The killer for Biden in this poll is how swing-state voters responded when asked about infrastructure. Democrats just passed a bipartisan roads-and-bridges bill that eluded Trump during his presidency even when Republicans had total control of government, yet Trump is more trusted to handle infrastructure in all five states polled than Biden is. Maybe that’s because Trump is a more consistent messenger on the subject, having talked frequently about infrastructure during his term, or maybe it’s because voters just aren’t crazy about the details of the bill that Biden recently signed. In each swing state polled by Fabrizio, they were evenly split or even narrowly opposed when asked whether they support the package.
Infrastructure was supposed to be the thing that turned Biden’s political fortunes around. What if it’s a bust? Democrats have their own recent data pointing in that direction, in fact:
“Voters couldn’t name anything that Democrats had done, except a few who said we passed the infrastructure bill,” the center-left group Third Way and its pollsters said in a report, obtained first by POLITICO, on focus groups they ran in Virginia…

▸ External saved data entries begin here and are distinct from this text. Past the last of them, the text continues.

mod command;
mod config;
mod connection;
mod context;
mod error;
mod frame;
mod hal;
mod node;
mod queue;
mod recorder;
mod sampler;
mod status;
mod storage;
mod writer;

use config::Config;
use connection::MqttLink;
use crossbeam_channel::bounded;
use hal::{MonotonicClock, SyntheticAdc};
use node::Node;
use status::StatusReporter;
use std::sync::atomic::{AtomicBool, Ordering};
use std::sync::Arc;
use storage::Storage;

fn main() -> Result<(), Box<dyn std::error::Error>> {
    // Initialize logging
    env_logger::Builder::from_env(env_logger::Env::default().default_filter_or("info")).init();

    let config = Config::load()?;
    log::info!(
        "Device '{}': {} channels, {} samples/frame every {} ms",
        config.device_id,
        config.channel_count,
        config.samples_per_frame,
        config.sample_interval_ms
    );

    let storage = Arc::new(Storage::new(&config.storage_root));
    storage.mount();

    // Channels between the network thread and the node loop
    let (inbox_tx, inbox_rx) = bounded(config.inbox_capacity);
    let (outbox_tx, outbox_rx) = bounded(config.outbox_capacity);

    let link = MqttLink::new(&config, inbox_tx, outbox_rx);
    let link_thread = std::thread::Builder::new()
        .name("mqtt-link".into())
        .spawn(move || {
            if let Err(e) = link.run() {
                log::error!("MQTT link stopped: {}", e);
            }
        })?;

    let shutdown = Arc::new(AtomicBool::new(false));
    {
        let shutdown = Arc::clone(&shutdown);
        ctrlc::set_handler(move || {
            log::info!("Shutdown requested");
            shutdown.store(true, Ordering::SeqCst);
        })?;
    }

    let mut node = Node::new(
        &config,
        Arc::clone(&storage),
        SyntheticAdc::new(config.channel_count),
        MonotonicClock::new(),
        inbox_rx,
        StatusReporter::new(outbox_tx),
    );
    node.run(&shutdown);

    // Dropping the last reporter lets the link flush and disconnect
    drop(node);
    storage.unmount();
    if link_thread.join().is_err() {
        log::error!("MQTT link thread panicked");
    }

    log::info!("Cleanup complete.");
    Ok(())
}
//! # Hardware Abstraction
//!
//! Traits for the collaborators the acquisition pipeline reads from, plus the
//! host-side implementations used when no board is attached.
//!
//! - `AnalogSource`: raw ADC code for one channel (reference channel is 0)
//! - `Clock`: millisecond tick counter used for sample timestamps
//!
//! Register programming and force/resistance conversion live outside this crate;
//! the pipeline only ever sees raw codes.

use std::time::Instant;

pub trait AnalogSource {
    fn read(&mut self, channel: usize) -> i32;
}

pub trait Clock {
    fn now_ms(&self) -> u64;
}

/// Milliseconds since construction
pub struct MonotonicClock {
    origin: Instant,
}

impl MonotonicClock {
    pub fn new() -> Self {
        Self {
            origin: Instant::now(),
        }
    }
}

impl Default for MonotonicClock {
    fn default() -> Self {
        Self::new()
    }
}

impl Clock for MonotonicClock {
    fn now_ms(&self) -> u64 {
        self.origin.elapsed().as_millis() as u64
    }
}

// Full-scale code of a 16-bit single-ended conversion at gain 1
const FULL_SCALE: i32 = 32_767;
const REFERENCE_CODE: i32 = 26_400;

/// Deterministic stand-in for the ADC: a steady reference channel and
/// slowly varying load on the sensor channels.
pub struct SyntheticAdc {
    reads: u64,
    channel_count: usize,
}

impl SyntheticAdc {
    pub fn new(channel_count: usize) -> Self {
        Self {
            reads: 0,
            channel_count,
        }
    }
}

impl AnalogSource for SyntheticAdc {
    fn read(&mut self, channel: usize) -> i32 {
        self.reads += 1;
        if channel == 0 {
            return REFERENCE_CODE;
        }
        if channel + 1 == self.channel_count && self.channel_count > 3 {
            // Unpopulated input floats near zero
            return (self.reads % 4) as i32;
        }

        let tick = self.reads / self.channel_count.max(1) as u64;
        let phase = (tick as f64 / 50.0) + channel as f64;
        let load = (phase.sin() + 1.0) / 2.0;
        (load * (REFERENCE_CODE as f64 * 0.8)) as i32 % FULL_SCALE
    }
}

[T]he ominous development for Democrats is that the infrastructure and social spending policies they’re preparing to run on, despite generally polling favorably, show few signs of helping them at the ballot box. Fifty-seven percent of Americans support the infrastructure bill, according to a Quinnipiac University poll last week. And a similar majority supports Biden’s social spending plan. But Biden’s job approval rating in the same poll was a dismal 36 percent. The disconnect shows up in almost every poll. In an ABC News/Washington Post survey, 63 percent of voters support Biden’s infrastructure bill, yet only 35 percent of voters say he’s accomplished much…
“It’s an issue that people support, but it’s not a life raft,” said Lee Miringoff, director of the Marist College Institute for Public Opinion. “Clearly, there’s a perception that things are still not working well in Washington, and that is a broader and even harder problem to solve.”
After the Build Back Better reconciliation package passed the House last week, one Democratic strategist told Politico, succinctly, “Too late. We’re f***ed.” The party’s unsolvable (near-term) problem is that their agenda is a mismatch with the things Biden got elected to do — defeat COVID, restart the economy, restore normalcy. It’s possible that he’ll deliver on all of that next year as we finally — finally? — achieve some degree of herd immunity, but as long as the country experiences waves of infection and death and as long as inflation and supply-chain issues persist, the sense that he failed in his remit will persist too.
If you want some healthy skepticism about Trump’s appeal in swing states, though, read this CNN piece from a few weeks ago about some of his own allies urging him to stay away from certain Senate races next fall. It doesn’t follow from the fact that he’s capable of beating Biden that he’s a net asset to the party on the campaign trail, especially in places where the Republican candidate is counting heavily on Youngkin-esque support in the suburbs to carry them through.